> **Exercise directions**
Your task is to reproduce exactly the lines that run from the beginning of the data through the line where "decoded on demand." appears.

(Stored data entries)
= Beginning of Section =

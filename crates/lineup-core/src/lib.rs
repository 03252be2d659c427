//! lineup-core: face recognition model lifecycle.
//!
//! Selects an algorithm variant, validates and size-normalizes datasets,
//! trains or incrementally updates the model through a pluggable
//! [`RecognitionEngine`], and keeps the saved model consistent with the
//! active variant across restarts.

pub mod dataset;
pub mod engine;
pub mod lifecycle;
pub mod normalize;
pub mod types;
pub mod validate;
pub mod worker;

#[cfg(test)]
mod testing;

pub use dataset::{Dataset, LabeledSample, Person, Photo};
pub use engine::{EngineError, EngineFactory, RecognitionEngine};
pub use lifecycle::{
    IncrementalOutcome, LifecycleConfig, LifecycleError, ModelLifecycle, ModelStatus, TrainOutcome,
};
pub use types::{CanonicalSize, Prediction, ResizePolicy, Variant};
pub use worker::{spawn_worker, WorkerError, WorkerHandle};
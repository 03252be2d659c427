//! Labeled face datasets.
//!
//! A dataset maps an integer label to a person, and each person owns a keyed
//! collection of photos. Photos are either already decoded or a path to an
//! image file decoded on demand.

use image::{DynamicImage, GrayImage};
use std::collections::BTreeMap;
use std::path::{Path, PathBuf};
use thiserror::Error;

#[derive(Error, Debug)]
pub enum PhotoError {
    #[error("failed to decode photo {origin} for label {label}: {source}")]
    Decode {
        label: i32,
        origin: String,
        #[source]
        source: image::ImageError,
    },
    #[error("photo {origin} for label {label} has no pixels")]
    Empty { label: i32, origin: String },
}

/// A single face photo.
#[derive(Debug, Clone)]
pub enum Photo {
    Decoded(DynamicImage),
    File(PathBuf),
}

impl Photo {
    pub fn from_path(path: impl Into<PathBuf>) -> Self {
        Photo::File(path.into())
    }

    /// Human-readable origin for logs and errors.
    pub fn origin(&self) -> String {
        match self {
            Photo::Decoded(img) => format!("<memory {}x{}>", img.width(), img.height()),
            Photo::File(path) => path.display().to_string(),
        }
    }

    /// Decode (if needed) and convert to 8-bit grayscale.
    pub fn to_gray(&self) -> Result<GrayImage, image::ImageError> {
        match self {
            Photo::Decoded(img) => Ok(img.to_luma8()),
            Photo::File(path) => Ok(image::open(path)?.to_luma8()),
        }
    }
}

/// A person and their photos, keyed by photo id.
#[derive(Debug, Clone, Default)]
pub struct Person {
    pub name: String,
    pub photos: BTreeMap<u32, Photo>,
}

impl Person {
    pub fn new(name: impl Into<String>) -> Self {
        Self {
            name: name.into(),
            photos: BTreeMap::new(),
        }
    }

    /// Add a photo under the next free id and return that id.
    pub fn add_photo(&mut self, photo: Photo) -> u32 {
        let id = self.photos.keys().next_back().map_or(0, |last| last + 1);
        self.photos.insert(id, photo);
        id
    }

    pub fn with_photo(mut self, photo: Photo) -> Self {
        self.add_photo(photo);
        self
    }
}

/// A grayscale face paired with the label of the person it shows.
#[derive(Debug, Clone)]
pub struct LabeledSample {
    pub label: i32,
    pub image: GrayImage,
}

/// Label → person mapping used for full training runs.
#[derive(Debug, Clone, Default)]
pub struct Dataset {
    people: BTreeMap<i32, Person>,
}

impl Dataset {
    pub fn new() -> Self {
        Self::default()
    }

    pub fn insert(&mut self, label: i32, person: Person) -> Option<Person> {
        self.people.insert(label, person)
    }

    pub fn with_person(mut self, label: i32, person: Person) -> Self {
        self.insert(label, person);
        self
    }

    pub fn get(&self, label: i32) -> Option<&Person> {
        self.people.get(&label)
    }

    pub fn iter(&self) -> impl Iterator<Item = (i32, &Person)> {
        self.people.iter().map(|(label, person)| (*label, person))
    }

    pub fn len(&self) -> usize {
        self.people.len()
    }

    pub fn is_empty(&self) -> bool {
        self.people.is_empty()
    }

    /// Total number of photos across all people.
    pub fn photo_count(&self) -> usize {
        self.people.values().map(|p| p.photos.len()).sum()
    }

    /// Decode every photo to grayscale, in label then photo-id order.
    ///
    /// Fails on the first photo that cannot be decoded or has no pixels.
    pub fn load_samples(&self) -> Result<Vec<LabeledSample>, PhotoError> {
        let mut samples = Vec::with_capacity(self.photo_count());
        for (label, person) in self.iter() {
            for photo in person.photos.values() {
                let image = photo.to_gray().map_err(|source| PhotoError::Decode {
                    label,
                    origin: photo.origin(),
                    source,
                })?;
                if image.width() == 0 || image.height() == 0 {
                    return Err(PhotoError::Empty {
                        label,
                        origin: photo.origin(),
                    });
                }
                tracing::debug!(
                    label,
                    person = %person.name,
                    photo = %photo.origin(),
                    width = image.width(),
                    height = image.height(),
                    "inserting sample"
                );
                samples.push(LabeledSample { label, image });
            }
        }
        Ok(samples)
    }
}

impl FromIterator<(i32, Person)> for Dataset {
    fn from_iter<I: IntoIterator<Item = (i32, Person)>>(iter: I) -> Self {
        Self {
            people: iter.into_iter().collect(),
        }
    }
}

/// Decode a single image file as grayscale.
pub fn load_gray(path: &Path) -> Result<GrayImage, image::ImageError> {
    Ok(image::open(path)?.to_luma8())
}
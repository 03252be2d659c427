//! Dataset directories: `<root>/<label>/<photo files>`.

use anyhow::{Context, Result};
use lineup_core::{Dataset, Person, Photo};
use std::path::{Path, PathBuf};

const IMAGE_EXTENSIONS: [&str; 9] = ["png", "jpg", "jpeg", "bmp", "pgm", "gif", "tif", "tiff", "webp"];

fn is_image(path: &Path) -> bool {
    path.extension()
        .and_then(|e| e.to_str())
        .is_some_and(|e| IMAGE_EXTENSIONS.contains(&e.to_ascii_lowercase().as_str()))
}

fn sorted_entries(dir: &Path) -> Result<Vec<PathBuf>> {
    let mut paths = std::fs::read_dir(dir)
        .with_context(|| format!("reading {}", dir.display()))?
        .map(|entry| entry.map(|e| e.path()))
        .collect::<Result<Vec<_>, _>>()
        .with_context(|| format!("listing {}", dir.display()))?;
    paths.sort();
    Ok(paths)
}

/// Build a dataset from a directory with one numeric subdirectory per label.
///
/// Non-numeric subdirectories and non-image files are skipped. A label
/// directory with no images still yields a person with no photos.
pub fn load_dataset(root: &Path) -> Result<Dataset> {
    let mut dataset = Dataset::new();
    for dir in sorted_entries(root)? {
        if !dir.is_dir() {
            continue;
        }
        let name = dir
            .file_name()
            .map(|n| n.to_string_lossy().into_owned())
            .unwrap_or_default();
        let Ok(label) = name.parse::<i32>() else {
            tracing::warn!(dir = %dir.display(), "skipping non-numeric label directory");
            continue;
        };

        let mut person = Person::new(name);
        for file in sorted_entries(&dir)? {
            if file.is_file() && is_image(&file) {
                person.add_photo(Photo::from_path(file));
            }
        }
        tracing::debug!(label, photos = person.photos.len(), "loaded person");
        dataset.insert(label, person);
    }
    Ok(dataset)
}

#[cfg(test)]
mod tests {
    use super::*;
    use image::{GrayImage, Luma};
    use tempfile::TempDir;

    fn touch_png(path: &Path) {
        GrayImage::from_pixel(4, 4, Luma([9])).save(path).unwrap();
    }

    #[test]
    fn test_load_dataset_layout() {
        let dir = TempDir::new().unwrap();
        let root = dir.path();
        std::fs::create_dir_all(root.join("1")).unwrap();
        std::fs::create_dir_all(root.join("2")).unwrap();
        std::fs::create_dir_all(root.join("notes")).unwrap();
        touch_png(&root.join("1/a.png"));
        std::fs::copy(root.join("1/a.png"), root.join("1/b.PNG")).unwrap();
        std::fs::write(root.join("1/readme.txt"), "x").unwrap();
        std::fs::write(root.join("stray.png"), "x").unwrap();

        let dataset = load_dataset(root).unwrap();
        assert_eq!(dataset.len(), 2);
        assert_eq!(dataset.get(1).unwrap().photos.len(), 2);
        assert!(dataset.get(2).unwrap().photos.is_empty());
        assert_eq!(dataset.photo_count(), 2);
    }

    #[test]
    fn test_load_dataset_missing_root() {
        let dir = TempDir::new().unwrap();
        assert!(load_dataset(&dir.path().join("absent")).is_err());
    }
}
use anyhow::{Context, Result};
use clap::{Parser, Subcommand};
use lineup_baseline::BaselineFactory;
use lineup_core::{spawn_worker, IncrementalOutcome, ModelLifecycle, TrainOutcome, Variant};
use std::path::PathBuf;
use std::sync::Arc;

mod config;
mod dataset_dir;

#[derive(Parser, Debug)]
#[command(name = "lineup", about = "Face recognition model lifecycle CLI")]
struct Cli {
    /// Algorithm variant (eigen, fisher, lbph). Overrides LINEUP_VARIANT.
    /// A saved model of another variant is discarded.
    #[arg(long, global = true)]
    variant: Option<Variant>,
    #[command(subcommand)]
    command: Commands,
}

#[derive(Subcommand, Debug, PartialEq)]
enum Commands {
    /// Train a fresh model from a dataset directory (<dir>/<label>/<photos>)
    Train { dir: PathBuf },
    /// Add one face to the model (lbph only)
    Add {
        image: PathBuf,
        /// Label of the person the face belongs to
        #[arg(short, long)]
        label: i32,
    },
    /// Predict who a face belongs to
    Predict {
        image: PathBuf,
        /// Retrain from this dataset first (eigen and fisher need it after a restart)
        #[arg(long)]
        dataset: Option<PathBuf>,
    },
    /// Delete the trained model
    Reset,
    /// Switch to another variant, discarding the trained model
    Switch {
        #[arg(value_name = "VARIANT")]
        target: Variant,
    },
    /// Show model status
    Status,
}

#[tokio::main]
async fn main() -> Result<()> {
    tracing_subscriber::fmt()
        .with_env_filter(tracing_subscriber::EnvFilter::from_default_env())
        .init();

    let cli = Cli::parse();

    let mut config = config::Config::from_env()?;
    if let Some(variant) = cli.variant {
        config.variant = variant;
    }

    let lifecycle = ModelLifecycle::open(&config.lifecycle_config(), config.variant, BaselineFactory)?;
    let worker = spawn_worker(Arc::new(lifecycle))?;

    match cli.command {
        Commands::Train { dir } => {
            let dataset = dataset_dir::load_dataset(&dir)?;
            match worker.train_full(dataset).await? {
                TrainOutcome::Trained {
                    samples,
                    canonical_size,
                } => {
                    println!("Trained {} model on {samples} faces", config.variant);
                    if let Some(size) = canonical_size {
                        println!("Faces resized to {size}");
                    }
                }
                TrainOutcome::Reset => println!("Dataset has no faces; model reset"),
            }
        }
        Commands::Add { image, label } => match worker.train_incremental(image.clone(), label).await? {
            IncrementalOutcome::Bootstrapped => println!("Created model from {}", image.display()),
            IncrementalOutcome::Updated => println!("Added {} as label {label}", image.display()),
            IncrementalOutcome::Skipped => println!("Could not decode {}; nothing changed", image.display()),
        },
        Commands::Predict { image, dataset } => {
            if let Some(dir) = dataset {
                worker.train_full(dataset_dir::load_dataset(&dir)?).await?;
            }
            let face = image::open(&image)
                .with_context(|| format!("decoding {}", image.display()))?
                .to_luma8();
            let prediction = worker.predict(face).await?;
            if prediction.is_unknown() {
                println!("Unknown face (no trained model)");
            } else {
                println!(
                    "Label {} (distance {:.4})",
                    prediction.label, prediction.confidence
                );
            }
        }
        Commands::Reset => {
            worker.reset().await?;
            println!("Model reset");
        }
        Commands::Switch { target } => {
            let status = worker.set_variant(Some(target)).await?;
            println!("{}", serde_json::to_string_pretty(&status)?);
        }
        Commands::Status => {
            let status = worker.status().await?;
            println!("{}", serde_json::to_string_pretty(&status)?);
        }
    }

    Ok(())
}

= End of Section =

> **Answer area**
filename crates/lineup-core/src/lib.rs
repository 03252be2d659c427
//! lineup-core: face recognition model lifecycle.
//!
//! Selects an algorithm variant, validates and size-normalizes datasets,
//! trains or incrementally updates the model through a pluggable
//! [`RecognitionEngine`], and keeps the saved model consistent with the
//! active variant across restarts.

pub mod dataset;
pub mod engine;
pub mod lifecycle;
pub mod normalize;
pub mod types;
pub mod validate;
pub mod worker;

#[cfg(test)]
mod testing;

pub use dataset::{Dataset, LabeledSample, Person, Photo};
pub use engine::{EngineError, EngineFactory, RecognitionEngine};
pub use lifecycle::{
    IncrementalOutcome, LifecycleConfig, LifecycleError, ModelLifecycle, ModelStatus, TrainOutcome,
};
pub use types::{CanonicalSize, Prediction, ResizePolicy, Variant};
pub use worker::{spawn_worker, WorkerError, WorkerHandle};
repository 03252be2d659c427
//! Labeled face datasets.
//!
//! A dataset maps an integer label to a person, and each person owns a keyed
//! collection of photos. Photos are either already decoded or a path to an
//! image file decoded on demand.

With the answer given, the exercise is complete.